* ASSIGNMENT
Work out how many lines in the data below contain "emit", and state that count with nothing added.

INFORMATION SUPPLIED below:

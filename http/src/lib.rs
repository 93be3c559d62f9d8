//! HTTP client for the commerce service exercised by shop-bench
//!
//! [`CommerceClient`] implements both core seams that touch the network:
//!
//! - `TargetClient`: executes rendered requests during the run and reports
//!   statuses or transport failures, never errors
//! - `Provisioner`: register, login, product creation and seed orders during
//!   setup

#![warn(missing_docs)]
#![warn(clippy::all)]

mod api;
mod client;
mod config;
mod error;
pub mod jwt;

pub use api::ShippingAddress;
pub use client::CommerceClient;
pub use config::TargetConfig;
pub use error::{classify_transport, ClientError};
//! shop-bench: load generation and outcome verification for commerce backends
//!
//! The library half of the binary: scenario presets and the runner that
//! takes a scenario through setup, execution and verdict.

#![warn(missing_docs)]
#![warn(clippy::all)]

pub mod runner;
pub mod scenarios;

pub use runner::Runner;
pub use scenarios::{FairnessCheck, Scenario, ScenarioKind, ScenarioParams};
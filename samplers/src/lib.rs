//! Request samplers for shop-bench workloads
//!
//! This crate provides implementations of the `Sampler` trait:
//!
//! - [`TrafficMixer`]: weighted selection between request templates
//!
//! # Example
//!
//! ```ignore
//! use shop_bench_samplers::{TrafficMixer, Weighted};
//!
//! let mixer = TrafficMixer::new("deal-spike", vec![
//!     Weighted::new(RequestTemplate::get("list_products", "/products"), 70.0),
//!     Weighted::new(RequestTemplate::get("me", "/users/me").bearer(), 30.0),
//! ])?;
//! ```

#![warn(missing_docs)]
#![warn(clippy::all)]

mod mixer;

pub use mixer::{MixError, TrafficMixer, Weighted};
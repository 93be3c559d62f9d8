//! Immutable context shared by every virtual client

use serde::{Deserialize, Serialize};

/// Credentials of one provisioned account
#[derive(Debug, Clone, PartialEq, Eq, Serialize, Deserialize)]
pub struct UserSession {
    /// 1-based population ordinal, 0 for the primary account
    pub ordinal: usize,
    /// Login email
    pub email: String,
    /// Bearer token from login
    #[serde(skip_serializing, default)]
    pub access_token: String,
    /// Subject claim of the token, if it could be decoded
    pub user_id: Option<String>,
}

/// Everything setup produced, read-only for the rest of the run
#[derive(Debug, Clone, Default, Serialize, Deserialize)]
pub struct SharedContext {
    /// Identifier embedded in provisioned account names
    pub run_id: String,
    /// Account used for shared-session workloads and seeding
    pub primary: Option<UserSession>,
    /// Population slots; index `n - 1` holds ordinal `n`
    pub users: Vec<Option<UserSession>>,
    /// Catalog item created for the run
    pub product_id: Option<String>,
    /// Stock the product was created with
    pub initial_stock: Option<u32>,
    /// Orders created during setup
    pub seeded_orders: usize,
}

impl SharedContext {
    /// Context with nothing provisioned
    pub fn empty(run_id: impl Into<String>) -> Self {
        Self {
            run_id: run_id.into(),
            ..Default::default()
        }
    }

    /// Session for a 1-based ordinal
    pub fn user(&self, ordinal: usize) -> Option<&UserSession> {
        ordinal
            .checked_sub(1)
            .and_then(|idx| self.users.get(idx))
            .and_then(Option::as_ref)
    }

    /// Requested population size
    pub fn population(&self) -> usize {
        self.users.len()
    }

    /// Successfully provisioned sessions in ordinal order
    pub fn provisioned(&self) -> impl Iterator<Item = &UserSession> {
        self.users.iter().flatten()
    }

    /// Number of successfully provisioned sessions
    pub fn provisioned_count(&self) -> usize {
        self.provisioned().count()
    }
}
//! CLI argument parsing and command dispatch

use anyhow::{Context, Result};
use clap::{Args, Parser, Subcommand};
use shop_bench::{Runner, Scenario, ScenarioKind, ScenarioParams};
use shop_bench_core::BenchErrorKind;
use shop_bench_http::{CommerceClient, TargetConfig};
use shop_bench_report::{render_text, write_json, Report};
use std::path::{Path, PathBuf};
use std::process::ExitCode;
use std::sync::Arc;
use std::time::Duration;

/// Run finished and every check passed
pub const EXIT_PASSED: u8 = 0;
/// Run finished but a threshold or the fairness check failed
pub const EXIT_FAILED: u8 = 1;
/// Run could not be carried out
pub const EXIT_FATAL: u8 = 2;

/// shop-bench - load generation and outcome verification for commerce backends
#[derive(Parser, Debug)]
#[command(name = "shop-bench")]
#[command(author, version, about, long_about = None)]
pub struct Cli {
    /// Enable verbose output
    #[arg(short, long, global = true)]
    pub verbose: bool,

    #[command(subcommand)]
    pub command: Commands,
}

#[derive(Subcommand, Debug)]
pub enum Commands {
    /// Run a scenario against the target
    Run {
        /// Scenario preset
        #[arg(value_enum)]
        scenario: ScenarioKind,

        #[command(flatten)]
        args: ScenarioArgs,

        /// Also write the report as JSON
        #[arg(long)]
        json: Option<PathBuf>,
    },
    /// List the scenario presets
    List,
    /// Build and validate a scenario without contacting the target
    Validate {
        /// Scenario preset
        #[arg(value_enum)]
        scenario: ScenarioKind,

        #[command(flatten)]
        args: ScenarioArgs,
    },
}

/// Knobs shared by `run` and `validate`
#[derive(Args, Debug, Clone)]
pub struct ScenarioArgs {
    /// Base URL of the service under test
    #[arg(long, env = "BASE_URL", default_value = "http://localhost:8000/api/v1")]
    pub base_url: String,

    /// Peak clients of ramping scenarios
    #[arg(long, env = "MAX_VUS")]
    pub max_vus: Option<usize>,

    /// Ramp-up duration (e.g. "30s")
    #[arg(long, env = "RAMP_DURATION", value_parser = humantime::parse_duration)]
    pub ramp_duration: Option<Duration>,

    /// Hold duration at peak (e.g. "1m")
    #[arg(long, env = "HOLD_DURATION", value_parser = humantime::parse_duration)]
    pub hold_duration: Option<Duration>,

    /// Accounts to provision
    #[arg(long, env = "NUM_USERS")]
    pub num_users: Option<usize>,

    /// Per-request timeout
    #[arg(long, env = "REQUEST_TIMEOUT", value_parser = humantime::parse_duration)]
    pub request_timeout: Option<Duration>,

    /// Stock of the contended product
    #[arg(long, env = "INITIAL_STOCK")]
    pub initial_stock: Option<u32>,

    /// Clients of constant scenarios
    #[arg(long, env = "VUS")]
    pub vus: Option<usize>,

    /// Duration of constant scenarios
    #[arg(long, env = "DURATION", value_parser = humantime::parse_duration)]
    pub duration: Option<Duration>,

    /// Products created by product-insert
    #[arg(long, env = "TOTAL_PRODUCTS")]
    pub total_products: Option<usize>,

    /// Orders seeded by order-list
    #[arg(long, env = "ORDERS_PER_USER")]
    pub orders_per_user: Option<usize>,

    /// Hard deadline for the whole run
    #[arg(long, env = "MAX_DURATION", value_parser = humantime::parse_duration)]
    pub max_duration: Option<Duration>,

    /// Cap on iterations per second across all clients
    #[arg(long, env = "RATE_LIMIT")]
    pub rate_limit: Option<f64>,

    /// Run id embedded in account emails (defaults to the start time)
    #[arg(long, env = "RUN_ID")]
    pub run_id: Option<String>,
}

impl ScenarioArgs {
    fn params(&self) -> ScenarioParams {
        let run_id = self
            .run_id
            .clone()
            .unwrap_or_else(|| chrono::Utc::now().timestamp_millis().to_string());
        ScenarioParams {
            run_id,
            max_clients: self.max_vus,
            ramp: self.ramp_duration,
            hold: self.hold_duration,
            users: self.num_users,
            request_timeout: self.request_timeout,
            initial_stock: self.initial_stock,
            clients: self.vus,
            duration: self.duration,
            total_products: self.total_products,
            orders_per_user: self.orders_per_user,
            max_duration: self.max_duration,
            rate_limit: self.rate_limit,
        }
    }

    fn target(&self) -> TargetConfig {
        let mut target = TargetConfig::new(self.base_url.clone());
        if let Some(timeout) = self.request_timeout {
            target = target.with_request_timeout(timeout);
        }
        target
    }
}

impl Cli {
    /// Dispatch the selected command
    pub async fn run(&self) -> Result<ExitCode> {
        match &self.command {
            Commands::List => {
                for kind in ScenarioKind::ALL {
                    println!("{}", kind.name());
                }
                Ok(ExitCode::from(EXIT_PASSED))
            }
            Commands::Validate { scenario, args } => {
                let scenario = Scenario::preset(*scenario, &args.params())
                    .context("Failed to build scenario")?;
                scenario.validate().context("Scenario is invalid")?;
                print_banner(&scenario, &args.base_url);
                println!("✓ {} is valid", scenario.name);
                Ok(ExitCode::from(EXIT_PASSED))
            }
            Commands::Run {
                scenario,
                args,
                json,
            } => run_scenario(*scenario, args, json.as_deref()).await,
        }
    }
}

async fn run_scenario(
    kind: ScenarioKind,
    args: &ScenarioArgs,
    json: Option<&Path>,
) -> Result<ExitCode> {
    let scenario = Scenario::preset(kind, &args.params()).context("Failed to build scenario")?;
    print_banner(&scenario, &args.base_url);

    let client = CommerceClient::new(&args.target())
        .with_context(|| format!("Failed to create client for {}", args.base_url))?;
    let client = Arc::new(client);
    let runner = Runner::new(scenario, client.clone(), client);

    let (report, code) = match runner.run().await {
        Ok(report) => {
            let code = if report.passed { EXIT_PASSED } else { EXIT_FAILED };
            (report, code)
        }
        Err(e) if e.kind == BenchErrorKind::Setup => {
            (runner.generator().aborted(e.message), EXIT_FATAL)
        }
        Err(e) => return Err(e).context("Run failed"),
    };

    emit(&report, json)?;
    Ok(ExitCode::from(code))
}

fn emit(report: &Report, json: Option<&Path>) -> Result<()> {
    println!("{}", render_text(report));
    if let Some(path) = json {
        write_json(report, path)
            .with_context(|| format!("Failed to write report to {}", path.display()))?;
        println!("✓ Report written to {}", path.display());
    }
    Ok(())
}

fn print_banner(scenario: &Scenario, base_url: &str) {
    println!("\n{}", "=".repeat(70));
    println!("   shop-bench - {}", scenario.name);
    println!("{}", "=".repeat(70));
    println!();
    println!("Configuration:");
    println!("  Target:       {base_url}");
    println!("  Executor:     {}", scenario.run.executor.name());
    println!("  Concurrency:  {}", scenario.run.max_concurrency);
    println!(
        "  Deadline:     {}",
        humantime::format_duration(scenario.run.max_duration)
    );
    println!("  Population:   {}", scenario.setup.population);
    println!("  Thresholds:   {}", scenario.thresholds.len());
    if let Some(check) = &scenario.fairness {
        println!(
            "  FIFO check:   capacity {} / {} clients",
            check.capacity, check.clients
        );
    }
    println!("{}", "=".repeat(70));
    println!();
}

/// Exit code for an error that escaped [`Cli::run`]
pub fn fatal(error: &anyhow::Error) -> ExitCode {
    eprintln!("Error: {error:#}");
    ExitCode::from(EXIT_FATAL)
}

End of INFORMATION SUPPLIED.

* OUTPUT FOR THIS EXERCISE
2